As for tar sands, we would have wanted, and here I would like you to bear in mind, that if you had listened to us from the very start, then Statoil would probably not have had to waste NOK 100 billion on this venture. I mean, from 2007, they could have applied these funds better within the renewable energy area. We are happy that you are now looking to invest more in renewable energy. At the same time, it's also important to read the Stavanger Aftenblad daily here that said that only 20% of the investments are made in this area, so they're still investing too little and too slowly.

This does not really align with all the time spent in the company's presentations on this business area. Well, expensive and poor quality oil is one thing, but they also engage in exploration activities in vulnerable area. We talked about the Oslo Bay last year. I believe that even though the BP as a partner pulled out of it, I don't think that Statoil is fully out of it. We are particularly concerned, as you all know, because of the activities in the Arctic.
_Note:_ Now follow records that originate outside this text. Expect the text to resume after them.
//! Checkout - validation, order log submission and chat handoff

pub mod dispatcher;
pub mod handoff;
pub mod message;

pub use dispatcher::{CheckoutDispatcher, CheckoutOutcome, CheckoutPhase};
pub use handoff::{BrowserLauncher, ChatHandoff, ChatLauncher, PrintLauncher, RecordingLauncher};
pub use message::{NOTES_PLACEHOLDER, cart_message, single_item_message};
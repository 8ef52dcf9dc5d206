//! Cart persistence
//!
//! The cart is kept under a single key holding the serialized line list.
//! Stores report what they find; deciding that a corrupt entry means "empty
//! cart" is the cart's job.

use parking_lot::Mutex;
use std::fs;
use std::path::{Path, PathBuf};
use thiserror::Error;

use shared::models::CartLine;

/// Key the cart is stored under
pub const CART_KEY: &str = "cart";

#[derive(Debug, Error)]
pub enum StoreError {
    #[error("IO error: {0}")]
    Io(#[from] std::io::Error),

    #[error("Malformed cart state: {0}")]
    Malformed(#[from] serde_json::Error),
}

pub type StoreResult<T> = Result<T, StoreError>;

/// Read/write contract for the persisted cart
pub trait CartStore: Send + Sync {
    /// `Ok(None)` when nothing has been stored yet
    fn load(&self) -> StoreResult<Option<Vec<CartLine>>>;

    fn save(&self, lines: &[CartLine]) -> StoreResult<()>;
}

/// JSON file store, one file per key
#[derive(Debug, Clone)]
pub struct JsonFileCartStore {
    path: PathBuf,
}

impl JsonFileCartStore {
    /// Store at `{base_path}/{key}.json`
    pub fn new(base_path: impl Into<PathBuf>, key: &str) -> Self {
        let path = base_path.into().join(format!("{}.json", key));
        Self { path }
    }

    /// Ensure the parent directory exists
    pub fn ensure_dir(&self) -> std::io::Result<()> {
        if let Some(parent) = self.path.parent() {
            fs::create_dir_all(parent)?;
        }
        Ok(())
    }

    pub fn path(&self) -> &Path {
        &self.path
    }
}

impl CartStore for JsonFileCartStore {
    fn load(&self) -> StoreResult<Option<Vec<CartLine>>> {
        if !self.path.exists() {
            return Ok(None);
        }
        let json = fs::read_to_string(&self.path)?;
        Ok(Some(serde_json::from_str(&json)?))
    }

    fn save(&self, lines: &[CartLine]) -> StoreResult<()> {
        self.ensure_dir()?;
        let json = serde_json::to_string_pretty(lines)?;
        fs::write(&self.path, json)?;
        Ok(())
    }
}

/// In-memory store holding the raw serialized entry
#[derive(Debug, Default)]
pub struct MemoryCartStore {
    raw: Mutex<Option<String>>,
}

impl MemoryCartStore {
    pub fn new() -> Self {
        Self::default()
    }

    /// Start from an arbitrary stored string (possibly malformed)
    pub fn with_raw(raw: impl Into<String>) -> Self {
        Self {
            raw: Mutex::new(Some(raw.into())),
        }
    }

    /// Current raw entry
    pub fn raw(&self) -> Option<String> {
        self.raw.lock().clone()
    }
}

impl CartStore for MemoryCartStore {
    fn load(&self) -> StoreResult<Option<Vec<CartLine>>> {
        match self.raw.lock().as_deref() {
            None => Ok(None),
            Some(raw) => Ok(Some(serde_json::from_str(raw)?)),
        }
    }

    fn save(&self, lines: &[CartLine]) -> StoreResult<()> {
        let json = serde_json::to_string(lines)?;
        *self.raw.lock() = Some(json);
        Ok(())
    }
}
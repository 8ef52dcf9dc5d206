//! Logging Infrastructure

use std::path::Path;

use tracing_subscriber::EnvFilter;

/// Initialize the logger with optional file output.
///
/// `RUST_LOG` wins over `log_level`; when neither is set the storefront and
/// client crates log at `info`.
pub fn init_logger_with_file(log_level: Option<&str>, log_dir: Option<&str>) {
    let filter = EnvFilter::try_from_default_env().unwrap_or_else(|_| {
        let level = log_level.unwrap_or("info");
        format!("storefront={level},danten_client={level},shared={level}").into()
    });

    let subscriber = tracing_subscriber::fmt()
        .with_env_filter(filter)
        .with_file(false)
        .with_line_number(false)
        .with_thread_ids(false)
        .with_target(false);

    if let Some(dir) = log_dir {
        let log_path = Path::new(dir);
        if log_path.exists() {
            let file_appender = tracing_appender::rolling::daily(log_path, "storefront");
            subscriber.with_ansi(false).with_writer(file_appender).init();
            return;
        }
        eprintln!("log dir {} does not exist, logging to stderr", dir);
    }

    subscriber.with_writer(std::io::stderr).init();
}
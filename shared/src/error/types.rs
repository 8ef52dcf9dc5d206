//! Application error type

use super::category::ErrorCategory;
use super::codes::ErrorCode;
use serde_json::Value;
use std::collections::HashMap;
use thiserror::Error;

/// Coded error surfaced to the buyer or the CLI.
///
/// `details` carries machine-readable context such as the offending form
/// field (`"field": "nomor_telpon"`).
#[derive(Debug, Clone, Error)]
#[error("{message}")]
pub struct AppError {
    pub code: ErrorCode,
    pub message: String,
    pub details: Option<HashMap<String, Value>>,
}

impl AppError {
    /// Error carrying the code's default message
    pub fn new(code: ErrorCode) -> Self {
        Self::with_message(code, code.message())
    }

    pub fn with_message(code: ErrorCode, message: impl Into<String>) -> Self {
        Self {
            code,
            message: message.into(),
            details: None,
        }
    }

    pub fn with_detail(mut self, key: impl Into<String>, value: impl Into<Value>) -> Self {
        self.details
            .get_or_insert_with(HashMap::new)
            .insert(key.into(), value.into());
        self
    }

    pub fn category(&self) -> ErrorCategory {
        self.code.into()
    }

    /// Blank form field; the field's wire name goes into `details.field`
    pub fn required_field(field: impl Into<String>) -> Self {
        let field = field.into();
        Self::with_message(ErrorCode::RequiredField, format!("{field} must not be empty"))
            .with_detail("field", field)
    }

    pub fn internal(msg: impl Into<String>) -> Self {
        Self::with_message(ErrorCode::InternalError, msg)
    }

    /// Form field named in the details
    pub fn field(&self) -> Option<&str> {
        self.detail("field").and_then(Value::as_str)
    }

    pub fn detail(&self, key: &str) -> Option<&Value> {
        self.details.as_ref().and_then(|d| d.get(key))
    }
}

impl From<ErrorCode> for AppError {
    fn from(code: ErrorCode) -> Self {
        Self::new(code)
    }
}

pub type AppResult<T> = Result<T, AppError>;
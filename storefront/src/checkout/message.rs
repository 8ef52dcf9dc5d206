//! Chat message composition
//!
//! Plain text with WhatsApp markup (`*bold*`, `_italic_`). Output depends
//! only on the arguments.

use shared::models::{CartLine, CheckoutForm, FoodItem};
use shared::money::{format_rupiah, format_total};

/// Shown when the buyer left no notes
pub const NOTES_PLACEHOLDER: &str = "-";

const GREETING: &str = "Halo! Saya mau pesan:";
const FOOTER: &str = "_*[ORDER DANUSAN OSIS]*_";

/// Newline-terminated lines, footer last without a newline
#[derive(Default)]
struct MessageBuilder {
    buf: String,
}

impl MessageBuilder {
    fn write_line(&mut self, line: &str) {
        self.buf.push_str(line);
        self.buf.push('\n');
    }

    fn blank(&mut self) {
        self.buf.push('\n');
    }

    fn finish(mut self) -> String {
        self.buf.push_str(FOOTER);
        self.buf
    }
}

/// Message for a whole cart.
///
/// `notes` is the already-resolved notes text; `None` prints the placeholder.
pub fn cart_message(lines: &[CartLine], total: i64, form: &CheckoutForm, notes: Option<&str>) -> String {
    let mut b = MessageBuilder::default();
    b.write_line(GREETING);
    b.blank();
    for line in lines {
        b.write_line(&format!(
            "🍱 *{}* x{} = {}",
            line.item.name,
            line.quantity,
            format_rupiah(line.line_total())
        ));
    }
    b.blank();
    b.write_line(&format!("💵 Total: {}", format_total(total)));
    order_details(&mut b, form, notes);
    buyer(&mut b, form);
    b.finish()
}

/// Message for a single item ordered from its detail page
pub fn single_item_message(
    item: &FoodItem,
    quantity: u32,
    total: i64,
    form: &CheckoutForm,
    notes: Option<&str>,
) -> String {
    let mut b = MessageBuilder::default();
    b.write_line(GREETING);
    b.blank();
    b.write_line(&format!("🍱 *{}*", item.name));
    b.write_line(&format!("💰 Harga: {}", item.price));
    b.write_line(&format!("🔢 Jumlah: {} pcs", quantity));
    b.write_line(&format!("💵 Total: {}", format_total(total)));
    b.write_line(&format!("📝 {}", item.description_or_default()));
    order_details(&mut b, form, notes);
    buyer(&mut b, form);
    b.finish()
}

fn order_details(b: &mut MessageBuilder, form: &CheckoutForm, notes: Option<&str>) {
    b.write_line(&format!("📋 Catatan: {}", notes.unwrap_or(NOTES_PLACEHOLDER)));
    let payment = form.payment_method.map(|p| p.label()).unwrap_or(NOTES_PLACEHOLDER);
    b.write_line(&format!("💳 Pembayaran: {}", payment));
}

fn buyer(b: &mut MessageBuilder, form: &CheckoutForm) {
    b.blank();
    b.write_line("👤 *Data Pemesan:*");
    b.write_line(&format!("Nama: {}", form.name.trim()));
    b.write_line(&format!("Kelas: {}", form.class_label.trim()));
    b.write_line(&format!("Telpon: {}", form.phone.trim()));
    b.blank();
}
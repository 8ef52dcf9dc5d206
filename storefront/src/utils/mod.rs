//! Utilities - logging setup and input validation

pub mod logger;
pub mod validation;

pub use shared::error::{AppError, AppResult, ErrorCode};
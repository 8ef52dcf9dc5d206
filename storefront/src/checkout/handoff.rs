//! Chat handoff
//!
//! Builds the pre-filled `wa.me` link and hands it to a [`ChatLauncher`].

use parking_lot::Mutex;
use percent_encoding::{AsciiSet, NON_ALPHANUMERIC, utf8_percent_encode};

const CHAT_BASE_URL: &str = "https://wa.me";

/// Everything except `A-Z a-z 0-9 - _ . ! ~ * ' ( )`
const MESSAGE_ENCODE_SET: &AsciiSet = &NON_ALPHANUMERIC
    .remove(b'-')
    .remove(b'_')
    .remove(b'.')
    .remove(b'!')
    .remove(b'~')
    .remove(b'*')
    .remove(b'\'')
    .remove(b'(')
    .remove(b')');

/// Fixed chat destination
#[derive(Debug, Clone, PartialEq, Eq)]
pub struct ChatHandoff {
    destination: String,
}

impl ChatHandoff {
    pub fn new(destination: impl Into<String>) -> Self {
        Self {
            destination: destination.into(),
        }
    }

    /// `https://wa.me/<destination>?text=<encoded message>`
    pub fn link(&self, message: &str) -> String {
        format!(
            "{}/{}?text={}",
            CHAT_BASE_URL,
            self.destination,
            utf8_percent_encode(message, MESSAGE_ENCODE_SET)
        )
    }
}

/// Opens a chat link somewhere the buyer can act on it
pub trait ChatLauncher: Send + Sync {
    fn launch(&self, url: &str) -> std::io::Result<()>;
}

/// Opens the link with the system browser
#[derive(Debug, Default, Clone, Copy)]
pub struct BrowserLauncher;

impl ChatLauncher for BrowserLauncher {
    fn launch(&self, url: &str) -> std::io::Result<()> {
        tracing::info!(url = %url, "Opening chat link");
        open::that(url)
    }
}

/// Prints the link to stdout instead of opening it
#[derive(Debug, Default, Clone, Copy)]
pub struct PrintLauncher;

impl ChatLauncher for PrintLauncher {
    fn launch(&self, url: &str) -> std::io::Result<()> {
        println!("{}", url);
        Ok(())
    }
}

/// Keeps every launched link; used by tests and dry runs
#[derive(Debug, Default)]
pub struct RecordingLauncher {
    launched: Mutex<Vec<String>>,
}

impl RecordingLauncher {
    pub fn new() -> Self {
        Self::default()
    }

    pub fn launched(&self) -> Vec<String> {
        self.launched.lock().clone()
    }
}

impl ChatLauncher for RecordingLauncher {
    fn launch(&self, url: &str) -> std::io::Result<()> {
        self.launched.lock().push(url.to_string());
        Ok(())
    }
}
//! Input validation helpers
//!
//! Text limits plus the checkout field rules.

use regex::Regex;
use std::sync::LazyLock;

use crate::utils::{AppError, AppResult, ErrorCode};

// ── Text length limits ──────────────────────────────────────────────

/// Buyer name, class label
pub const MAX_NAME_LEN: usize = 100;

/// Order notes
pub const MAX_NOTE_LEN: usize = 500;

/// Digits, `+`, `-`, spaces and parentheses; 10 to 15 characters
static PHONE_PATTERN: LazyLock<Regex> =
    LazyLock::new(|| Regex::new(r"^[0-9+\-\s()]{10,15}$").expect("phone pattern is valid"));

/// Validate that a required string is non-empty and within the length limit.
pub fn validate_required_text(value: &str, field: &str, max_len: usize) -> AppResult<()> {
    if value.trim().is_empty() {
        return Err(AppError::required_field(field));
    }
    validate_text_len(value, field, max_len)
}

/// Validate that a string is within the length limit.
pub fn validate_text_len(value: &str, field: &str, max_len: usize) -> AppResult<()> {
    let len = value.chars().count();
    if len > max_len {
        return Err(AppError::with_message(
            ErrorCode::ValueOutOfRange,
            format!("{field} is too long ({len} chars, max {max_len})"),
        )
        .with_detail("field", field));
    }
    Ok(())
}

/// Validate a phone number against the permissive pattern.
pub fn validate_phone(phone: &str) -> AppResult<()> {
    if phone.trim().is_empty() {
        return Err(AppError::required_field("nomor_telpon"));
    }
    if !PHONE_PATTERN.is_match(phone) {
        return Err(AppError::new(ErrorCode::InvalidPhone)
            .with_detail("field", "nomor_telpon")
            .with_detail("value", phone));
    }
    Ok(())
}

#[cfg(test)]
mod tests {
    use super::*;

    #[test]
    fn test_phone_accepts_common_formats() {
        assert!(validate_phone("081234567890").is_ok());
        assert!(validate_phone("+62 812-3456-78").is_ok());
        assert!(validate_phone("(021) 5551234").is_ok());
        assert!(validate_phone("0812345678").is_ok());
    }

    #[test]
    fn test_phone_length_bounds() {
        // 9 characters
        let err = validate_phone("081234567").unwrap_err();
        assert_eq!(err.code, ErrorCode::InvalidPhone);
        // 16 characters
        assert!(validate_phone("0812345678901234").is_err());
        // 15 characters
        assert!(validate_phone("081234567890123").is_ok());
    }

    #[test]
    fn test_phone_rejects_letters_and_blank() {
        assert_eq!(
            validate_phone("0812-ABCD-7890").unwrap_err().code,
            ErrorCode::InvalidPhone
        );
        assert_eq!(validate_phone("   ").unwrap_err().code, ErrorCode::RequiredField);
    }

    #[test]
    fn test_required_text() {
        assert!(validate_required_text("Budi", "nama", MAX_NAME_LEN).is_ok());
        let err = validate_required_text("  ", "nama", MAX_NAME_LEN).unwrap_err();
        assert_eq!(err.field(), Some("nama"));

        let long = "x".repeat(MAX_NAME_LEN + 1);
        let err = validate_required_text(&long, "kelas", MAX_NAME_LEN).unwrap_err();
        assert_eq!(err.code, ErrorCode::ValueOutOfRange);
    }
}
Statoil, whether or not Statoil is one of the most active Stakeholders there, whether or not Arctic is ice-free or not, and that is because the world's climate will not stand the pressure of lifting and recovering oil therefore.

We can't see how the ventures in the Arctic fits in with the goals of the Paris Agreement. We see that there are measures that support the agreement, but not enough are done to leave oil and gas in the ground. As I've said from this rostrum numerous times, there are more oil and gas in the ground that the climate can sustainably deal with. We have also sued the state for granting licenses under the Norwegian constitutions. This is not something that we have done. Hans Petter Graver, a professor of law, said, "Law will become increasingly important the more distance you put between a measure and the actual political actions that do not follow up the goals set.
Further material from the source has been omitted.